▸ Problem details: Count how many lines of the data include the string "value", then say that number and stop.

Collected data:
----------
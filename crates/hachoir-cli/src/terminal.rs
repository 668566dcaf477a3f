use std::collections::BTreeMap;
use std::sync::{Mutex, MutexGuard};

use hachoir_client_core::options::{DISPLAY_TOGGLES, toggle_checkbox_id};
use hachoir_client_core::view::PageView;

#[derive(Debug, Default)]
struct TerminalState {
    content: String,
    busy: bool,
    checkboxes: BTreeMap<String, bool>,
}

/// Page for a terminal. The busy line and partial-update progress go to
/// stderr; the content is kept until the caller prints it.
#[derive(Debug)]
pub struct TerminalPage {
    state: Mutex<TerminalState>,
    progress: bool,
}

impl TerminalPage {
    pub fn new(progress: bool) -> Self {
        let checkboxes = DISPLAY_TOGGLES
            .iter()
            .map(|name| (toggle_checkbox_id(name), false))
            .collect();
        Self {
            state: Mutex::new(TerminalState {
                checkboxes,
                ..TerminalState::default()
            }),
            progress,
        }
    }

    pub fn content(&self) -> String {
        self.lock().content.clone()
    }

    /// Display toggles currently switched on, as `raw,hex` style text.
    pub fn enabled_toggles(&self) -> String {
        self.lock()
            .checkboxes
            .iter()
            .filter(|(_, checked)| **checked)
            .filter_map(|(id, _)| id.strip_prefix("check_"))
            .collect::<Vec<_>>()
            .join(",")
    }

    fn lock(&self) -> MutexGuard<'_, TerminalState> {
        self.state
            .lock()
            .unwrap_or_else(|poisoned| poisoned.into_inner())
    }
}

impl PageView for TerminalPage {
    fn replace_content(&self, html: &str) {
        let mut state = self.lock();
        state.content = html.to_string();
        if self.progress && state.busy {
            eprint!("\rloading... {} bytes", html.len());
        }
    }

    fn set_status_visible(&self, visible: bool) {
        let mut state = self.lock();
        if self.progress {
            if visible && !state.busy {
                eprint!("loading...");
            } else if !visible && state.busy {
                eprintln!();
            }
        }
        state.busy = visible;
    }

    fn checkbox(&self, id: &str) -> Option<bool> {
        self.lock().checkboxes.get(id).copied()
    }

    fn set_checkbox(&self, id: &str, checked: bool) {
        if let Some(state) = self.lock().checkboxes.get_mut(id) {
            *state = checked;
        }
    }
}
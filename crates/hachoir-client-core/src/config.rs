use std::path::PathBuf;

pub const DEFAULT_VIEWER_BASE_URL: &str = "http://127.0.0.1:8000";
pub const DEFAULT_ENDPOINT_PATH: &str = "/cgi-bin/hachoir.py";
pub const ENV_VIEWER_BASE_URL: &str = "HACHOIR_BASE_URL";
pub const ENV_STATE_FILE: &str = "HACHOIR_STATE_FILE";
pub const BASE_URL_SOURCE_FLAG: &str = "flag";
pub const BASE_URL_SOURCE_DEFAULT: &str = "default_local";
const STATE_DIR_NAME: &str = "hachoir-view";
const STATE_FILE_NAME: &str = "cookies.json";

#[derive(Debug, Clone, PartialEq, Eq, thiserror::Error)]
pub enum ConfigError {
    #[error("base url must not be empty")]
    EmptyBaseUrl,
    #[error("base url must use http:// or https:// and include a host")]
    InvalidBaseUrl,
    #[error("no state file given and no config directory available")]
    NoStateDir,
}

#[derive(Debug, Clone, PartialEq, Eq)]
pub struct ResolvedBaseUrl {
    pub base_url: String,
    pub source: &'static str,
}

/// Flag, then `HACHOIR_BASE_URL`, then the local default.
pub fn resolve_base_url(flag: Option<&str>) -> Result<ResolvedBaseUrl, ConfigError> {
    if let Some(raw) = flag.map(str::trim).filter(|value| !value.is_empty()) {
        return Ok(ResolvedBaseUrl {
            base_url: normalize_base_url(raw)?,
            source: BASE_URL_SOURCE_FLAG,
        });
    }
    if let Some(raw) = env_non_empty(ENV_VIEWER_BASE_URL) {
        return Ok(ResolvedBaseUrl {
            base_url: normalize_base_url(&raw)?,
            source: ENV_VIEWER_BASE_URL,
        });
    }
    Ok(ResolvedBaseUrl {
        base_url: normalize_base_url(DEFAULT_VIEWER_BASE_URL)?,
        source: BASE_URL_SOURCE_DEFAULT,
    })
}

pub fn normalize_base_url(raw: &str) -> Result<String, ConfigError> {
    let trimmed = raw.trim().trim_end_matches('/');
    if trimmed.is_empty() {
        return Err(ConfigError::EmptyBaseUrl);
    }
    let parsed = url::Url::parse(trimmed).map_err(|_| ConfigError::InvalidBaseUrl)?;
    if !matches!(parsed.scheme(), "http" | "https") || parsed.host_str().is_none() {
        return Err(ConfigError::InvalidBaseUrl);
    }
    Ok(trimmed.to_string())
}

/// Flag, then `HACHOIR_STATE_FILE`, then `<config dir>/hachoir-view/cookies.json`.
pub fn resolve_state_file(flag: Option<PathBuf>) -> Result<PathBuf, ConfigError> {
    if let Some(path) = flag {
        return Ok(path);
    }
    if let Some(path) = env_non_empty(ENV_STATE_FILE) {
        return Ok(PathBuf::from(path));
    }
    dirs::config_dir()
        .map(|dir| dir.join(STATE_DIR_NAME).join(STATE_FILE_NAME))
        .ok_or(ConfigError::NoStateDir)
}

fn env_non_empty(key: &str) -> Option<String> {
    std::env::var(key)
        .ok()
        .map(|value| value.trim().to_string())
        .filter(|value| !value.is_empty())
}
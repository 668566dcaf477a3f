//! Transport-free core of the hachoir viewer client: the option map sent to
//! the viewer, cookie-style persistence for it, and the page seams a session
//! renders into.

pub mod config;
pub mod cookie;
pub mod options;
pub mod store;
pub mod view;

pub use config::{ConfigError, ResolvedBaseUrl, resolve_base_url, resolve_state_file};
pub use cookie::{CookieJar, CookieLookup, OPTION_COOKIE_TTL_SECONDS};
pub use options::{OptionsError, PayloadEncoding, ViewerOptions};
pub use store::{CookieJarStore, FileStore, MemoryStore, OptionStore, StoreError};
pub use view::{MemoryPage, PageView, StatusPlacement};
----------
▸ Task output: 3